En un an, des centaines d'Occidentaux ont pris les armes en Irak et en Syrie. La majorité d'entre eux sont partis combattre dans les rangs des brigades islamistes, au premier rang desquelles l'organisation Etat islamique. Mais quelques têtes brûlées ont choisi la voie inverse et ont traversé les frontière pour se battre contre ces mêmes djihadistes. Quelques Allemands, Américains ou Néerlandais ont appris à manier la kalachnikov auprès des peshmergas syriens ou irakiens. Pour la toute première fois la semaine dernière, un Occidental est mort dans ce combat. L'Australien Ashley Johnston, engagé auprès des unités kurdes YPG, a été tué dans la bataille de Tall Hamis.

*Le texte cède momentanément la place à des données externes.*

use dataexpress_core::{Inputs, OutputFilter, PageWindow, Result, VendorAdapter, inputs::DEFAULT_PAGINATION_LIMIT};

use super::require_select;

#[derive(Debug, Clone, Default)]
pub struct PostgresAdapter;

impl VendorAdapter for PostgresAdapter {
    fn name(&self) -> &str {
        "postgres"
    }

    fn build_paginated_sql(
        &self,
        sql: &str,
        inputs: &mut Inputs,
        _filter: &mut OutputFilter,
    ) -> Result<String> {
        require_select(self.name(), sql)?;
        let window = PageWindow::from_inputs(inputs, DEFAULT_PAGINATION_LIMIT);
        Ok(window.append_limit_offset(sql, inputs))
    }
}
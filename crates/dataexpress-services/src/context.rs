//! Auto-fill recursion guard

use dataexpress_core::{DataExpressError, Result};

/// The chain of named statements an execution is nested in
///
/// Every auto-fill lookup runs one level deeper than its caller. Entering a
/// level checks both the depth limit and the chain before anything touches
/// the database.
#[derive(Debug, Clone)]
pub struct ExecutionContext {
    chain: Vec<String>,
    max_depth: usize,
}

impl ExecutionContext {
    /// Context of a top-level call for `processor_name`
    pub fn root(processor_name: &str, max_depth: usize) -> Self {
        Self {
            chain: vec![processor_name.to_ascii_uppercase()],
            max_depth,
        }
    }

    /// Number of auto-fill levels above the top-level call
    pub fn depth(&self) -> usize {
        self.chain.len().saturating_sub(1)
    }

    pub fn is_root(&self) -> bool {
        self.chain.len() <= 1
    }

    pub fn chain(&self) -> &[String] {
        &self.chain
    }

    /// Context for running the named statement `key` one level down
    pub fn enter(&self, key: &str) -> Result<Self> {
        let key = key.to_ascii_uppercase();
        if self.chain.contains(&key) {
            let mut chain = self.chain.clone();
            chain.push(key);
            return Err(DataExpressError::AutoFillCycle { chain });
        }

        let depth = self.depth() + 1;
        if depth > self.max_depth {
            return Err(DataExpressError::AutoFillDepthExceeded {
                depth,
                max: self.max_depth,
            });
        }

        let mut chain = self.chain.clone();
        chain.push(key);
        Ok(Self {
            chain,
            max_depth: self.max_depth,
        })
    }
}
//! Cursor to table materialization

use dataexpress_core::{ColumnInfo, Cursor, OutputFilter, Result, RowInfo, TableData, VendorAdapter};

use super::extractor::extract_value;

/// Drain `cursor` into a [`TableData`].
///
/// Every row is read fully before the next `advance`. When a filter is
/// given, only the columns it allows are read; an allow-list also fixes the
/// column order. A filter that leaves no columns yields an empty table.
#[tracing::instrument(skip_all)]
pub fn materialize(
    cursor: &mut dyn Cursor,
    filter: Option<&OutputFilter>,
    vendor: Option<&dyn VendorAdapter>,
) -> Result<TableData> {
    let selected = select_columns(cursor.columns(), filter);
    let header = RowInfo::new(selected.iter().map(|(_, c)| c.clone()));
    let mut table = TableData::new(header);

    if selected.is_empty() {
        tracing::debug!("no columns survive the output filter, rows dropped");
        return Ok(table);
    }

    while cursor.advance()? {
        let mut cells = Vec::with_capacity(selected.len());
        for (index, column) in &selected {
            cells.push(extract_value(&mut *cursor, *index, column, vendor)?);
        }
        table.push_cells(cells);
    }

    tracing::debug!(rows = table.len(), columns = selected.len(), "materialized result set");
    Ok(table)
}

/// Columns to read, as (1-based cursor index, metadata). Only the first
/// occurrence of a repeated name is kept.
fn select_columns(columns: &[ColumnInfo], filter: Option<&OutputFilter>) -> Vec<(usize, ColumnInfo)> {
    let mut distinct: Vec<(usize, ColumnInfo)> = Vec::with_capacity(columns.len());
    for (i, column) in columns.iter().enumerate() {
        if !distinct.iter().any(|(_, c)| c.name.eq_ignore_ascii_case(&column.name)) {
            distinct.push((i + 1, column.clone()));
        }
    }

    let Some(filter) = filter.filter(|f| !f.is_empty()) else {
        return distinct;
    };

    if filter.only_columns().is_empty() {
        return distinct
            .into_iter()
            .filter(|(_, c)| filter.allows(&c.name))
            .collect();
    }

    filter
        .only_columns()
        .iter()
        .filter(|name| filter.allows(name))
        .filter_map(|name| {
            distinct
                .iter()
                .find(|(_, c)| c.name.eq_ignore_ascii_case(name))
                .cloned()
        })
        .collect()
}
//! Tests for the built-in vendor adapters

use super::*;
use dataexpress_core::{
    BindValue, BufferedCursor, ColumnInfo, Cursor, OutputFilter, Parameter, SqlType, Value,
    VendorAdapter,
};
use pretty_assertions::assert_eq;

fn window(limit: i64, offset: i64) -> Inputs {
    let mut inputs = Inputs::new();
    inputs.insert(inputs::RECORDS_LIMIT.into(), Value::Int64(limit));
    inputs.insert(inputs::RECORDS_OFFSET.into(), Value::Int64(offset));
    inputs
}

// ============ Order-by helpers ============

#[test]
fn test_order_by_prefers_input() {
    let mut inputs = Inputs::new();
    inputs.insert(inputs::ORDER_BY.into(), Value::from("ORDER BY created_at DESC"));
    assert_eq!(
        order_by_clause("SELECT id FROM posts ORDER BY id", &inputs).unwrap(),
        "created_at DESC"
    );
}

#[test]
fn test_order_by_from_statement() {
    let inputs = Inputs::new();
    assert_eq!(
        order_by_clause("SELECT id, title FROM posts ORDER BY title, id;", &inputs).unwrap(),
        "title, id"
    );
    assert_eq!(
        order_by_clause("SELECT id FROM posts order by id FOR UPDATE", &inputs).unwrap(),
        "id"
    );
}

#[test]
fn test_order_by_from_select_list() {
    let inputs = Inputs::new();
    assert_eq!(
        order_by_clause("SELECT DISTINCT id, title FROM posts", &inputs).unwrap(),
        "id, title"
    );
    assert_eq!(
        order_by_clause("SELECT TOP 5 id FROM posts", &inputs).unwrap(),
        "id"
    );

    let err = order_by_clause("SELECT * FROM posts", &inputs).unwrap_err();
    assert!(err.to_string().contains("Failed to obtain order-by clause"));
}

#[test]
fn test_remain_sql_drops_select_and_order_by() {
    assert_eq!(
        remain_sql("SELECT id, title FROM posts WHERE id > 3 ORDER BY id").unwrap(),
        "id, title FROM posts WHERE id > 3"
    );
    assert!(remain_sql("UPDATE posts SET id = 1").is_err());
}

// ============ Pagination ============

#[test]
fn test_limit_offset_vendors() {
    let adapters: Vec<Box<dyn VendorAdapter>> = vec![
        Box::new(MySqlAdapter),
        Box::new(PostgresAdapter),
        Box::new(H2Adapter),
        Box::new(GenericAdapter),
    ];
    for adapter in adapters {
        let mut inputs = window(20, 40);
        let mut filter = OutputFilter::new();
        let sql = adapter
            .build_paginated_sql("SELECT * FROM posts", &mut inputs, &mut filter)
            .unwrap();
        assert_eq!(
            sql,
            "SELECT * FROM posts LIMIT ?SCOOTER.RECORDS_LIMIT:INTEGER OFFSET ?SCOOTER.RECORDS_OFFSET:INTEGER",
            "{}",
            adapter.name()
        );
        assert!(filter.is_empty());
    }
}

#[test]
fn test_select_only_vendors_reject_updates() {
    let mut inputs = window(10, 0);
    let mut filter = OutputFilter::new();
    for adapter in [
        &PostgresAdapter as &dyn VendorAdapter,
        &H2Adapter,
        &HsqldbAdapter,
    ] {
        assert!(adapter
            .build_paginated_sql("DELETE FROM posts", &mut inputs, &mut filter)
            .is_err());
    }
}

#[test]
fn test_hsqldb_window_follows_select() {
    let mut inputs = window(-1, 0);
    let mut filter = OutputFilter::new();
    let sql = HsqldbAdapter
        .build_paginated_sql("SELECT id FROM posts", &mut inputs, &mut filter)
        .unwrap();
    assert_eq!(
        sql,
        "SELECT LIMIT ?SCOOTER.RECORDS_OFFSET:INTEGER ?SCOOTER.RECORDS_LIMIT:INTEGER id FROM posts"
    );
    assert_eq!(inputs.get(inputs::RECORDS_LIMIT), Some(&Value::Int64(10)));
}

#[test]
fn test_oracle_rownum_wrappers() {
    let mut inputs = window(10, 0);
    let mut filter = OutputFilter::new();
    let sql = OracleAdapter
        .build_paginated_sql("SELECT id FROM posts", &mut inputs, &mut filter)
        .unwrap();
    assert_eq!(
        sql,
        "SELECT * FROM ( SELECT id FROM posts ) WHERE rownum <= ?SCOOTER.MAX_ROW_INDEX:INTEGER"
    );
    assert_eq!(filter.except_columns(), &["RNUM".to_string()]);

    let mut inputs = window(10, 30);
    let sql = OracleAdapter
        .build_paginated_sql("SELECT id FROM posts", &mut inputs, &mut filter)
        .unwrap();
    assert!(sql.contains("FIRST_ROWS(10)"));
    assert!(sql.ends_with("WHERE rnum > ?SCOOTER.RECORDS_OFFSET:INTEGER"));
    assert_eq!(inputs.get(inputs::MAX_ROW_INDEX), Some(&Value::Int64(40)));
    assert_eq!(filter.except_columns().len(), 1);
}

#[test]
fn test_sqlserver_row_number_wrapper() {
    let mut inputs = window(5, 10);
    let mut filter = OutputFilter::new();
    let sql = SqlServerAdapter
        .build_paginated_sql("SELECT id, title FROM posts ORDER BY title", &mut inputs, &mut filter)
        .unwrap();
    assert_eq!(
        sql,
        "SELECT TOP 5 * FROM (SELECT ROW_NUMBER() OVER (ORDER BY title) AS rownumber, id, title FROM posts) AS result WHERE rownumber > 10"
    );
    assert!(!filter.allows("ROWNUMBER"));
}

// ============ Binding and extraction ============

#[test]
fn test_mysql_zero_dates_bind_as_text() {
    let parameter = Parameter::new("created", 1).with_sql_type(SqlType::Timestamp);
    let bound = MySqlAdapter.try_bind_vendor_specific(&parameter, &Value::from("0000-00-00 00:00:00"));
    assert_eq!(
        bound,
        Some(BindValue::Typed {
            value: Value::from("0000-00-00 00:00:00"),
            sql_type: SqlType::Varchar
        })
    );

    assert!(MySqlAdapter
        .try_bind_vendor_specific(&parameter, &Value::from("2024-01-01"))
        .is_none());
    let text = Parameter::new("name", 2).with_sql_type(SqlType::Varchar);
    assert!(MySqlAdapter
        .try_bind_vendor_specific(&text, &Value::from("0000-00-00"))
        .is_none());
}

#[test]
fn test_oracle_lob_classes_extracted() {
    let blob = ColumnInfo::new("DATA", SqlType::Other).with_native_class("oracle.sql.BLOB");
    let clob = ColumnInfo::new("NOTE", SqlType::Other).with_native_class("oracle.sql.CLOB");
    let mut cursor = BufferedCursor::new(
        vec![blob.clone(), clob.clone()],
        vec![vec![Value::from("raw"), Value::Bytes(b"text".to_vec())]],
    );
    cursor.advance().unwrap();

    assert_eq!(
        OracleAdapter.extract_by_native_type(&mut cursor, 1, &blob).unwrap(),
        Some(Value::Bytes(b"raw".to_vec()))
    );
    assert_eq!(
        OracleAdapter.extract_by_native_type(&mut cursor, 2, &clob).unwrap(),
        Some(Value::from("text"))
    );
    let plain = ColumnInfo::new("ID", SqlType::Integer);
    assert_eq!(OracleAdapter.extract_by_native_type(&mut cursor, 1, &plain).unwrap(), None);
}

#[test]
fn test_mysql_unreadable_timestamp_is_null() {
    let column = ColumnInfo::new("CREATED", SqlType::Timestamp);
    let mut cursor = BufferedCursor::new(vec![column.clone()], vec![vec![Value::from("x")]]);
    // Not positioned on a row, so the read fails.
    assert_eq!(
        MySqlAdapter.extract_by_native_type(&mut cursor, 1, &column).unwrap(),
        Some(Value::Null)
    );
}
//! Tournament data model shared by the convergence loop, orchestrator, and scoring.

use std::collections::BTreeMap;
use std::fmt;
use std::path::PathBuf;

use chrono::{DateTime, Utc};
use serde::{Deserialize, Serialize};
use thiserror::Error;

use crate::core::plan::EvaluationPlan;

/// Evaluator-reported metrics, keyed by metric name.
pub type Metrics = BTreeMap<String, f64>;

/// A choice an agent made where the requirements left room for judgement.
#[derive(Debug, Clone, PartialEq, Serialize, Deserialize)]
pub struct Decision {
    pub question: String,
    pub options: Vec<String>,
    pub chosen: String,
    pub reasoning: String,
    /// Whether the choice materially changes behavior or interface.
    #[serde(default)]
    pub blocking: bool,
    pub timestamp: DateTime<Utc>,
    #[serde(default)]
    overridden: bool,
}

#[derive(Debug, Clone, PartialEq, Eq, Error)]
#[error("decision '{question}' was already overridden")]
pub struct OverrideError {
    pub question: String,
}

impl Decision {
    pub fn new(
        question: impl Into<String>,
        options: Vec<String>,
        chosen: impl Into<String>,
        reasoning: impl Into<String>,
        blocking: bool,
    ) -> Self {
        Self {
            question: question.into(),
            options,
            chosen: chosen.into(),
            reasoning: reasoning.into(),
            blocking,
            timestamp: Utc::now(),
            overridden: false,
        }
    }

    /// Replace the chosen option. Allowed at most once.
    pub fn override_choice(&mut self, chosen: impl Into<String>) -> Result<(), OverrideError> {
        if self.overridden {
            return Err(OverrideError {
                question: self.question.clone(),
            });
        }
        self.chosen = chosen.into();
        self.overridden = true;
        Ok(())
    }

    pub fn is_overridden(&self) -> bool {
        self.overridden
    }
}

impl fmt::Display for Decision {
    fn fmt(&self, f: &mut fmt::Formatter<'_>) -> fmt::Result {
        let kind = if self.blocking {
            "BLOCKING"
        } else {
            "speculative"
        };
        write!(f, "[{kind}] {} -> {}", self.question, self.chosen)
    }
}

/// One generate-then-evaluate cycle of a single agent.
#[derive(Debug, Clone, PartialEq, Serialize, Deserialize)]
pub struct Iteration {
    /// 1-based attempt number.
    pub attempt: u32,
    pub tests_passed: u32,
    pub tests_failed: u32,
    pub decisions: Vec<Decision>,
    pub error_messages: Vec<String>,
    #[serde(default)]
    pub metrics: Metrics,
    pub code_snapshot: String,
}

impl Iteration {
    pub fn total_tests(&self) -> u32 {
        self.tests_passed + self.tests_failed
    }

    /// True when at least one test ran and none failed.
    pub fn success(&self) -> bool {
        self.tests_failed == 0 && self.tests_passed > 0
    }
}

/// Final outcome of one agent's run.
#[derive(Debug, Clone, PartialEq, Serialize, Deserialize)]
pub struct AgentResult {
    pub approach: String,
    pub success: bool,
    pub iterations: Vec<Iteration>,
    pub decision_trail: Vec<Decision>,
    /// Metrics from the final iteration.
    pub metrics: Metrics,
    /// Error messages from the final iteration, kept for failed runs.
    #[serde(default)]
    pub diagnostics: Vec<String>,
    pub final_code: String,
    pub work_dir: PathBuf,
    pub branch: Option<String>,
    /// Assigned once by the orchestrator after all agents finish.
    pub score: f64,
    pub error: Option<String>,
}

impl AgentResult {
    /// Failed result for an agent that never produced iterations (setup failure, crash, cancel).
    pub fn crashed(approach: impl Into<String>, work_dir: PathBuf, error: impl Into<String>) -> Self {
        Self {
            approach: approach.into(),
            success: false,
            iterations: Vec::new(),
            decision_trail: Vec::new(),
            metrics: Metrics::new(),
            diagnostics: Vec::new(),
            final_code: String::new(),
            work_dir,
            branch: None,
            score: 0.0,
            error: Some(error.into()),
        }
    }

    pub fn iteration_count(&self) -> usize {
        self.iterations.len()
    }

    pub fn decision_count(&self) -> usize {
        self.decision_trail.len()
    }

    pub fn final_iteration(&self) -> Option<&Iteration> {
        self.iterations.last()
    }

    /// Succeeded after at least one iteration.
    pub fn converged(&self) -> bool {
        self.success && !self.iterations.is_empty()
    }

    pub fn blocking_decisions(&self) -> impl Iterator<Item = &Decision> {
        self.decision_trail.iter().filter(|decision| decision.blocking)
    }
}

/// Ranked tournament outcome. Results are ordered by score, highest first.
#[derive(Debug, Clone, Serialize)]
pub struct TournamentResult {
    results: Vec<AgentResult>,
    plan: EvaluationPlan,
    completed_at: DateTime<Utc>,
}

impl TournamentResult {
    /// Rank results by descending score; ties keep their input order.
    pub fn new(mut results: Vec<AgentResult>, plan: EvaluationPlan) -> Self {
        results.sort_by(|a, b| b.score.total_cmp(&a.score));
        Self {
            results,
            plan,
            completed_at: Utc::now(),
        }
    }

    pub fn results(&self) -> &[AgentResult] {
        &self.results
    }

    pub fn plan(&self) -> &EvaluationPlan {
        &self.plan
    }

    pub fn completed_at(&self) -> DateTime<Utc> {
        self.completed_at
    }

    /// Highest-scoring result, if any agent ran.
    pub fn winner(&self) -> Option<&AgentResult> {
        self.results.first()
    }

    /// Approach names in rank order.
    pub fn approaches(&self) -> Vec<&str> {
        self.results
            .iter()
            .map(|result| result.approach.as_str())
            .collect()
    }

    pub fn result_for(&self, approach: &str) -> Option<&AgentResult> {
        self.results
            .iter()
            .find(|result| result.approach == approach)
    }

    pub fn top(&self, n: usize) -> &[AgentResult] {
        &self.results[..n.min(self.results.len())]
    }
}

/// Whether agents decide alone or pause blocking decisions for a human.
#[derive(Debug, Clone, Copy, PartialEq, Eq, Default, Serialize, Deserialize)]
#[serde(rename_all = "snake_case")]
pub enum RunMode {
    #[default]
    Speculative,
    Interactive,
}

impl fmt::Display for RunMode {
    fn fmt(&self, f: &mut fmt::Formatter<'_>) -> fmt::Result {
        f.write_str(match self {
            Self::Speculative => "speculative",
            Self::Interactive => "interactive",
        })
    }
}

En France, ils sont une petite poignée au moins à envisager de prendre les armes contre l'Etat islamique. Comme ils en ont témoigné auprès d'Europe 1, certains veulent partir défendre les chrétiens pris pour cible par les djihadistes de l'Etat islamique. Si les Français djihadistes peuvent être condamnés à leur retour en France, en sera-t-il de même pour les volontaires anti-djihad ? Eléments de réponse.
La loi Cazeneuve s'appliquerait difficilement. De prime abord, ils ne pourront a priori pas être poursuivis pour les mêmes motifs que les djihadistes, (associations de malfaiteurs en vue de préparer des actes de terrorisme ou entreprise terroriste individuelle, une notion créée par la loi Cazeneuve). S' ils ne vont pas combattre auprès d'une organisation terroriste, comme l'Etat islamique, les branches d'Al-Qaïda en Syrie ou encore le PKK turc, le parquet ne peut que difficilement retenir le premier crime. Impossible aussi de les poursuivre dans le second cas s'ils ne préparent pas d'attentat terroriste à leur retour.
Quel avantage en tireraient-ils ? Les volontaires français n'échapperaient pas pour autant à la loi, selon Thibault de Montbrial, avocat au barreau de Paris et président du Centre de réflexion sur la sécurité intérieure. La loi sur le mercenariat d'avril 2003 interdit à un Français d'être "recruté pour aller combattre dans un conflit armé dans le but d'en obtenir un avantage personnel", détaille l'avocat. Le risque : 5 ans de prison et 75.000 euros d'amende. Mais, "la notion du mercenariat n'est pas fondée essentiellement sur l'argent", précise Elie Hatem, ancien avocat du célèbre mercenaire Bob Denard. Comme le confirme Thibault de Montbrial, "tout le débat porte sur la notion d'avantage, c'est une question d'interprétation".
Et la volonté politique ? Et puis, comme l'envisage Elie Hatem, il serait probablement compliqué de trouver une personne pour porter plainte contre ces mercenaires : "Pouvez-vous imaginer un djihadiste venant se présenter à un poste de police pour dénoncer un combattant français ?". L'Etat français lui-même pourrait bien hésiter à enquêter sur eux. "La question qui va se poser est celle de la cohérence dans la politique du gouvernement", présage Thibault de Montbrial, qui s'interroge : "Le gouvernement va-t-il donner des instructions pour rechercher et intercepter les gens qui participent à ce phénomène nouveau. Ou va-t-il s'abstenir ?"
Certains candidats interrogés par Europe 1 se disent "révoltés" face "aux actes de cruauté" commis par l'organisation Etat islamique en Irak et en Syrie. Des arguments qui ressemblent à s'y méprendre à ceux de la France pour justifier son engagement dans les frappes aériennes de la coalition contre les positions irakiennes de l'Etat islamique. L'avocat Elie Hatem doute d'une quelconque enquête préliminaire lancée par le parquet pour ces combattants volontaires. Une opinion partagée par Thibault de Montbrial, pour qui il "y aurait une contradiction [pour l'Etat français] à les empêcher partir". Il rappelle l'exemple des Français partis combattre dans les milices chrétiennes phalangistes dans les années 60 et 70. A sa connaissance, aucun n'a été poursuivi.